====== Data excerpts ======

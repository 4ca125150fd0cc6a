//! # Frames
//!
//! A frame is one logical message together with the packets that carry it.
//!
//! Outgoing frames are built from a message and split into long packets when the encoded
//! message exceeds the fragment size. Incoming frames are seeded from the first packet of a
//! message and completed as fragments arrive, in any order.
//!
//! ## Reassembly
//! - Fragments are matched on the 31-bit fragmentation id
//! - A fragment size or total that disagrees with the first fragment is logged and ignored
//! - Once every fragment is present they are sorted by number, concatenated and decoded
//! - A frame that stays incomplete past its deadline is reported expired by [`Frame::is_expired`]

use std::sync::Arc;
use std::time::{Duration, Instant};

use bytes::{Bytes, BytesMut};
use rand::Rng;
use tracing::{debug, warn};

use crate::core::codec::Encodable;
use crate::core::message::Message;
use crate::core::packet::{LongPacket, Packet, MAX_FRAGMENT_ID};
use crate::core::registry::MessageRegistry;
use crate::error::{constants, ProtocolError, Result};

const ERR_FRAGMENT_SIZE: &str = "Fragment size must be between 1 and 32767";

/// A message and its packets
#[derive(Debug, Clone)]
pub struct Frame {
    id: Option<u32>,
    total: u8,
    size: i16,
    packets: Vec<Packet>,
    message: Option<Message>,
    registry: Option<Arc<MessageRegistry>>,
    started_at: Instant,
}

impl Frame {
    /// Build an outgoing frame, fragmenting when the encoded message exceeds `max_size`
    ///
    /// # Errors
    /// `OversizedMessage` when more than 255 fragments would be needed, `WrongHeader` for a
    /// fragment size that does not fit the wire field, or any encoding error.
    pub fn from_message(message: Message, max_size: usize) -> Result<Self> {
        let size = i16::try_from(max_size)
            .ok()
            .filter(|s| *s > 0)
            .ok_or_else(|| ProtocolError::wrong_header(ERR_FRAGMENT_SIZE))?;
        let bytes = message.to_bytes()?;

        if bytes.len() <= max_size {
            return Ok(Self::completed(
                None,
                1,
                size,
                vec![Packet::short(bytes)],
                message,
            ));
        }

        let count = bytes.len().div_ceil(max_size);
        let total = u8::try_from(count).map_err(|_| ProtocolError::OversizedMessage(bytes.len()))?;
        let id = rand::rng().random_range(0..MAX_FRAGMENT_ID);

        let mut packets = Vec::with_capacity(count);
        for number in 0..total {
            let start = usize::from(number) * max_size;
            let end = (start + max_size).min(bytes.len());
            let mut packet = LongPacket::new(id, total, number, bytes.slice(start..end))?;
            packet.size = size;
            packets.push(Packet::Long(packet));
        }

        debug!(id, total, bytes = bytes.len(), kind = message.kind_name(), "Fragmented message");
        Ok(Self::completed(Some(id), total, size, packets, message))
    }

    /// Seed an incoming frame from the first packet received for a message
    ///
    /// A short packet, or a long packet announcing a single fragment, completes the frame
    /// immediately.
    pub fn from_packet(packet: Packet, registry: Arc<MessageRegistry>) -> Result<Self> {
        let long = match packet {
            Packet::Short { payload } => {
                let message = registry.decode(&payload)?;
                let mut frame = Self::completed(None, 1, 0, vec![Packet::Short { payload }], message);
                frame.registry = Some(registry);
                return Ok(frame);
            }
            Packet::Long(long) => long,
        };

        let mut frame = Self {
            id: Some(long.id),
            total: long.total,
            size: long.size,
            packets: Vec::with_capacity(usize::from(long.total)),
            message: None,
            registry: Some(registry),
            started_at: Instant::now(),
        };
        frame.packets.push(Packet::Long(long));
        frame.try_assemble()?;
        Ok(frame)
    }

    fn completed(id: Option<u32>, total: u8, size: i16, packets: Vec<Packet>, message: Message) -> Self {
        Self {
            id,
            total,
            size,
            packets,
            message: Some(message),
            registry: None,
            started_at: Instant::now(),
        }
    }

    /// Add a fragment to an incomplete frame
    ///
    /// # Errors
    /// `AlreadyCompleted`, `WrongPacketType` for a short packet, `WrongPacketId`,
    /// `DuplicateFragment`, `WrongHeader` for a number outside the frame, or the decode
    /// error of the reassembled message.
    pub fn add_packet(&mut self, packet: Packet) -> Result<()> {
        if self.is_completed() {
            return Err(ProtocolError::AlreadyCompleted);
        }
        let Packet::Long(long) = packet else {
            return Err(ProtocolError::WrongPacketType);
        };

        let expected = self.id.unwrap_or_default();
        if long.id != expected {
            return Err(ProtocolError::WrongPacketId {
                expected,
                actual: long.id,
            });
        }
        if long.size != self.size {
            warn!(id = long.id, expected = self.size, actual = long.size, "Fragment size mismatch");
        }
        if long.total != self.total {
            warn!(id = long.id, expected = self.total, actual = long.total, "Fragment total mismatch");
        }
        if long.number >= self.total {
            return Err(ProtocolError::wrong_header(constants::ERR_FRAGMENT_BOUNDS));
        }
        if self.fragment_numbers().any(|n| n == long.number) {
            return Err(ProtocolError::DuplicateFragment(long.number));
        }

        self.packets.push(Packet::Long(long));
        self.try_assemble()
    }

    fn fragment_numbers(&self) -> impl Iterator<Item = u8> + '_ {
        self.packets.iter().filter_map(|p| match p {
            Packet::Long(long) => Some(long.number),
            Packet::Short { .. } => None,
        })
    }

    fn fragment_number(packet: &Packet) -> u8 {
        match packet {
            Packet::Long(long) => long.number,
            Packet::Short { .. } => 0,
        }
    }

    fn try_assemble(&mut self) -> Result<()> {
        if self.packets.len() < usize::from(self.total) {
            return Ok(());
        }

        self.packets.sort_by_key(Self::fragment_number);
        let mut buf = BytesMut::with_capacity(self.packets.iter().map(|p| p.payload().len()).sum());
        for packet in &self.packets {
            buf.extend_from_slice(packet.payload());
        }

        let registry = self
            .registry
            .as_ref()
            .ok_or_else(|| ProtocolError::Custom(constants::ERR_DECODER_LOCK.to_string()))?;
        let message = registry.decode(&buf)?;
        debug!(id = ?self.id, total = self.total, kind = message.kind_name(), "Reassembled frame");
        self.message = Some(message);
        Ok(())
    }

    pub fn is_completed(&self) -> bool {
        self.message.is_some()
    }

    /// The message, once complete
    pub fn message(&self) -> Option<&Message> {
        self.message.as_ref()
    }

    pub fn into_message(self) -> Option<Message> {
        self.message
    }

    /// Fragmentation id, `None` for a single short packet
    pub fn id(&self) -> Option<u32> {
        self.id
    }

    pub fn total(&self) -> u8 {
        self.total
    }

    /// Packets held so far; every call starts from the first packet
    pub fn packets(&self) -> impl Iterator<Item = &Packet> + '_ {
        self.packets.iter()
    }

    pub fn started_at(&self) -> Instant {
        self.started_at
    }

    /// Whether an incomplete frame has waited longer than `deadline`
    pub fn is_expired(&self, deadline: Duration) -> bool {
        !self.is_completed() && self.started_at.elapsed() > deadline
    }

    /// Serialize every packet, ready to be sent as individual datagrams
    pub fn datagrams(&self) -> Result<Vec<Bytes>> {
        self.packets.iter().map(|p| p.to_bytes()).collect()
    }
}

#[cfg(test)]
#[allow(clippy::unwrap_used, clippy::panic)]
mod tests {
    use super::*;
    use crate::core::message::{Rule, S2aRules};
    use crate::core::packet::DEFAULT_FRAGMENT_SIZE;

    fn registry() -> Arc<MessageRegistry> {
        Arc::new(MessageRegistry::with_player_ex())
    }

    fn big_rules(count: usize) -> Message {
        Message::S2aRules(S2aRules {
            rules: (0..count)
                .map(|i| {
                    Rule::new(
                        format!("SuperLongAndBoringRuleKeyThatHopefullyWillSplitMsgs_{i}"),
                        format!("SuperLongAndBoringRuleValueThatHopefullyWillSplitMsgs_{i}"),
                    )
                })
                .collect(),
        })
    }

    #[test]
    fn test_small_message_single_short_packet() {
        let frame = Frame::from_message(Message::challenge_reply(7), DEFAULT_FRAGMENT_SIZE).unwrap();
        assert!(frame.is_completed());
        assert_eq!(frame.id(), None);
        let packets: Vec<_> = frame.packets().collect();
        assert_eq!(packets.len(), 1);
        assert!(!packets[0].is_long());
    }

    #[test]
    fn test_fragmentation_layout() {
        let message = big_rules(255);
        let encoded_len = message.to_bytes().unwrap().len();
        let frame = Frame::from_message(message, DEFAULT_FRAGMENT_SIZE).unwrap();

        let expected = encoded_len.div_ceil(DEFAULT_FRAGMENT_SIZE);
        assert_eq!(usize::from(frame.total()), expected);
        let id = frame.id().unwrap();
        assert!(id < MAX_FRAGMENT_ID);

        for (index, packet) in frame.packets().enumerate() {
            match packet {
                Packet::Long(long) => {
                    assert_eq!(long.id, id);
                    assert_eq!(usize::from(long.number), index);
                    assert_eq!(usize::from(long.total), expected);
                    assert_eq!(long.size, 1248);
                    assert!(long.payload.len() <= DEFAULT_FRAGMENT_SIZE);
                }
                other => panic!("unexpected {other:?}"),
            }
        }
        // restartable
        assert_eq!(frame.packets().count(), expected);
    }

    #[test]
    fn test_reassembly_out_of_order() {
        let message = big_rules(255);
        let outgoing = Frame::from_message(message.clone(), DEFAULT_FRAGMENT_SIZE).unwrap();
        let mut packets: Vec<Packet> = outgoing.packets().cloned().collect();
        packets.reverse();

        let mut iter = packets.into_iter();
        let mut frame = Frame::from_packet(iter.next().unwrap(), registry()).unwrap();
        assert!(!frame.is_completed());
        for packet in iter {
            frame.add_packet(packet).unwrap();
        }
        assert_eq!(frame.message(), Some(&message));
    }

    #[test]
    fn test_add_packet_errors() {
        let outgoing = Frame::from_message(big_rules(100), 512).unwrap();
        let packets: Vec<Packet> = outgoing.packets().cloned().collect();
        let mut frame = Frame::from_packet(packets[0].clone(), registry()).unwrap();

        assert!(matches!(
            frame.add_packet(packets[0].clone()),
            Err(ProtocolError::DuplicateFragment(0))
        ));
        assert!(matches!(
            frame.add_packet(Packet::short(Bytes::from_static(&[0x55]))),
            Err(ProtocolError::WrongPacketType)
        ));

        let foreign_id = (outgoing.id().unwrap() + 1) % MAX_FRAGMENT_ID;
        let foreign = LongPacket::new(foreign_id, frame.total(), 1, Bytes::new()).unwrap();
        assert!(matches!(
            frame.add_packet(Packet::Long(foreign)),
            Err(ProtocolError::WrongPacketId { .. })
        ));

        for packet in packets.into_iter().skip(1) {
            frame.add_packet(packet).unwrap();
        }
        assert!(frame.is_completed());
        assert!(matches!(
            frame.add_packet(Packet::short(Bytes::new())),
            Err(ProtocolError::AlreadyCompleted)
        ));
    }

    #[test]
    fn test_size_mismatch_is_tolerated() {
        let outgoing = Frame::from_message(big_rules(40), 256).unwrap();
        let mut packets: Vec<Packet> = outgoing.packets().cloned().collect();
        if let Packet::Long(long) = &mut packets[1] {
            long.size = 512;
        }

        let mut iter = packets.into_iter();
        let mut frame = Frame::from_packet(iter.next().unwrap(), registry()).unwrap();
        for packet in iter {
            frame.add_packet(packet).unwrap();
        }
        assert!(frame.is_completed());
    }

    #[test]
    fn test_single_fragment_long_packet_completes() {
        let payload = Message::challenge_reply(3).to_bytes().unwrap();
        let packet = Packet::Long(LongPacket::new(10, 1, 0, payload).unwrap());
        let frame = Frame::from_packet(packet, registry()).unwrap();
        assert!(frame.is_completed());
        assert_eq!(frame.message(), Some(&Message::challenge_reply(3)));
    }

    #[test]
    fn test_oversized_message() {
        let result = Frame::from_message(big_rules(255), 64);
        assert!(matches!(result, Err(ProtocolError::OversizedMessage(_))));
        assert!(matches!(
            Frame::from_message(Message::info_request(), 0),
            Err(ProtocolError::WrongHeader(_))
        ));
    }

    #[test]
    fn test_expiry_only_applies_to_incomplete_frames() {
        let outgoing = Frame::from_message(big_rules(40), 256).unwrap();
        let first = outgoing.packets().next().cloned().unwrap();
        let frame = Frame::from_packet(first, registry()).unwrap();
        assert!(!frame.is_expired(Duration::from_secs(60)));
        std::thread::sleep(Duration::from_millis(5));
        assert!(frame.is_expired(Duration::from_millis(1)));
        assert!(!outgoing.is_expired(Duration::ZERO));
    }

    #[test]
    fn test_datagrams_carry_headers() {
        let frame = Frame::from_message(big_rules(40), 256).unwrap();
        let total = usize::from(frame.total());
        let datagrams = frame.datagrams().unwrap();
        assert_eq!(datagrams.len(), total);
        for datagram in datagrams {
            assert_eq!(&datagram[..4], &[0xFE, 0xFF, 0xFF, 0xFF]);
        }
    }
}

======

Return every line of the preceding records in which the word "bool" appears.

    pub fn is_completed(&self) -> bool {
    pub fn is_expired(&self, deadline: Duration) -> bool {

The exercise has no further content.